How do we scale this thing?

While a Node server will handle quite a lot of traffic, you may eventually end up needing multiple instances if the single-threaded event loop gets saturated with JSON encoding/decoding work or to achieve high-availability. Having many users on different servers update the same Flushout master model may result in contention using the simple optimistic update scheme described above.

A resilient and scalable solution is to publish all the flushes for each model on its own key in a queue that supports keyed partitioning, such as Apache Kafka. A stream processor, such as Kafka streams, or a subscriber-producer service, can then maintain and update master model states and publish flush responses to clients on the queue. This eliminates contention as Kafka message processing can be done sequentially for each key and may remove the need to store model state in a database or use caching.
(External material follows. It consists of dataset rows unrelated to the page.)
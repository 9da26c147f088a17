//! Value-category declarations: plain leaf types and relations.
//!
//! A store distinguishes exactly two categories of value, fixed at
//! declaration time:
//!
//! - **Plain** types opt in via the [`Plain`] marker and are stored
//!   as-is.
//! - **Relations** are declared with the [`relation!`](crate::relation!)
//!   macro and are stored as a tuple of handles to their constituents,
//!   which the store inserts, resolves, and releases recursively.
//!
//! Both categories funnel through the [`Storable`] trait; the store has
//! one code path per operation and the category difference lives in the
//! trait impl, not in runtime tags.

use crate::store::Store;

/// A value the store can hold.
///
/// Do not implement this directly: plain types get it through the
/// blanket impl over [`Plain`], composite types through the
/// [`relation!`](crate::relation!) macro.
pub trait Storable: Sized + 'static {
    /// The representation kept in the column slot: the value itself for
    /// plain types, a struct of constituent handles for relations.
    type Stored: Clone + 'static;

    /// Whether the stored form holds child handles that must cascade on
    /// removal.
    const COMPOSITE: bool;

    /// Converts the value into its stored form, inserting constituents
    /// into the store bottom-up.
    fn decompose(self, store: &mut Store) -> Self::Stored;

    /// Rebuilds an owned value from the stored form, resolving
    /// constituents recursively. `None` if any constituent handle no
    /// longer resolves.
    fn recompose(store: &Store, stored: &Self::Stored) -> Option<Self>;

    /// Releases whatever the stored form owns. Called by the store
    /// after the value's own slot has been freed.
    fn discard(store: &mut Store, stored: &Self::Stored);
}

/// Marker for plain leaf value types, stored by value.
///
/// Implementing `Plain` is the declaration that a type participates in
/// a store as a leaf. Scalar primitives and `String` are pre-declared.
pub trait Plain: Clone + 'static {}

impl<T: Plain> Storable for T {
    type Stored = T;
    const COMPOSITE: bool = false;

    fn decompose(self, _store: &mut Store) -> T {
        self
    }

    fn recompose(_store: &Store, stored: &T) -> Option<T> {
        Some(stored.clone())
    }

    fn discard(_store: &mut Store, _stored: &T) {}
}

/// Marker for composite types declared with
/// [`relation!`](crate::relation!).
///
/// A type is a relation purely by carrying this declaration; the store
/// keeps no runtime tag.
pub trait Relation: Storable {}

macro_rules! impl_plain {
    ($($ty:ty),* $(,)?) => {
        $(impl Plain for $ty {})*
    };
}

impl_plain!(
    bool, char, i8, i16, i32, i64, i128, isize, u8, u16, u32, u64, u128, usize, f32, f64, String,
);

/// Declares a composite value type stored as handles to its
/// constituents.
///
/// Generates three things: the value struct itself (public fields, for
/// construction and recomposition), a `Copy` stored-form struct with one
/// [`Handle`](crate::Handle) per field in declared order, and the
/// [`Storable`] + [`Relation`] impls wiring both into a
/// [`Store`](crate::Store).
///
/// Constituent types must be declared themselves, either [`Plain`] or
/// via another `relation!` (relations nest arbitrarily).
///
/// # Example
///
/// ```
/// use warren_storage::{Plain, Store};
///
/// #[derive(Clone, Debug, PartialEq)]
/// struct Position { x: f32, y: f32 }
/// impl Plain for Position {}
///
/// warren_storage::relation! {
///     /// A named thing at a position.
///     pub struct Marker => MarkerRefs {
///         label: String,
///         position: Position,
///     }
/// }
///
/// let mut store = Store::new();
/// let marker = store.insert(Marker {
///     label: "camp".to_string(),
///     position: Position { x: 1.0, y: 2.0 },
/// });
/// let refs = store.refs(marker).unwrap();
/// assert_eq!(store.get(refs.label).as_deref(), Some("camp"));
/// ```
#[macro_export]
macro_rules! relation {
    (
        $(#[$meta:meta])*
        $vis:vis struct $name:ident => $refs:ident {
            $( $(#[$field_meta:meta])* $field:ident : $constituent:ty ),+ $(,)?
        }
    ) => {
        $(#[$meta])*
        #[derive(Clone, Debug, PartialEq)]
        $vis struct $name {
            $( $(#[$field_meta])* pub $field : $constituent, )+
        }

        #[doc = concat!(
            "Stored form of [`", stringify!($name),
            "`]: one handle per constituent, in declared order."
        )]
        #[derive(Clone, Copy, Debug, PartialEq, Eq, Hash)]
        $vis struct $refs {
            $(
                #[doc = concat!("Handle to the `", stringify!($field), "` constituent.")]
                pub $field : $crate::Handle<$constituent>,
            )+
        }

        impl $crate::Storable for $name {
            type Stored = $refs;
            const COMPOSITE: bool = true;

            fn decompose(self, store: &mut $crate::Store) -> Self::Stored {
                $refs {
                    $( $field : store.insert_owned(self.$field), )+
                }
            }

            fn recompose(store: &$crate::Store, stored: &Self::Stored) -> Option<Self> {
                Some(Self {
                    $( $field : store.get(stored.$field)?, )+
                })
            }

            fn discard(store: &mut $crate::Store, stored: &Self::Stored) {
                $( store.release(stored.$field); )+
            }
        }

        impl $crate::Relation for $name {}
    };
}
Unfortunately, serverless functions on common cloud queues such as AWS Lambda on Kinesis or Google Cloud Functions on Pubsub have poor support for key-partitioned processing and are likely to process commands in parallell for the same model.

Other scaling alternatives is to separate your Flushout master operations into a micro-service with multiple instances behind a proxy that distributes commands for each model to a particular instance, for example using URL-based load balancing. The Flushout master processing code is also small enough to be easily ported to a language such as Java or Rust that can utilize powerful multi-core servers better than Node (JVM-based JavaScript runtime ES4X may be able to support this even without porting).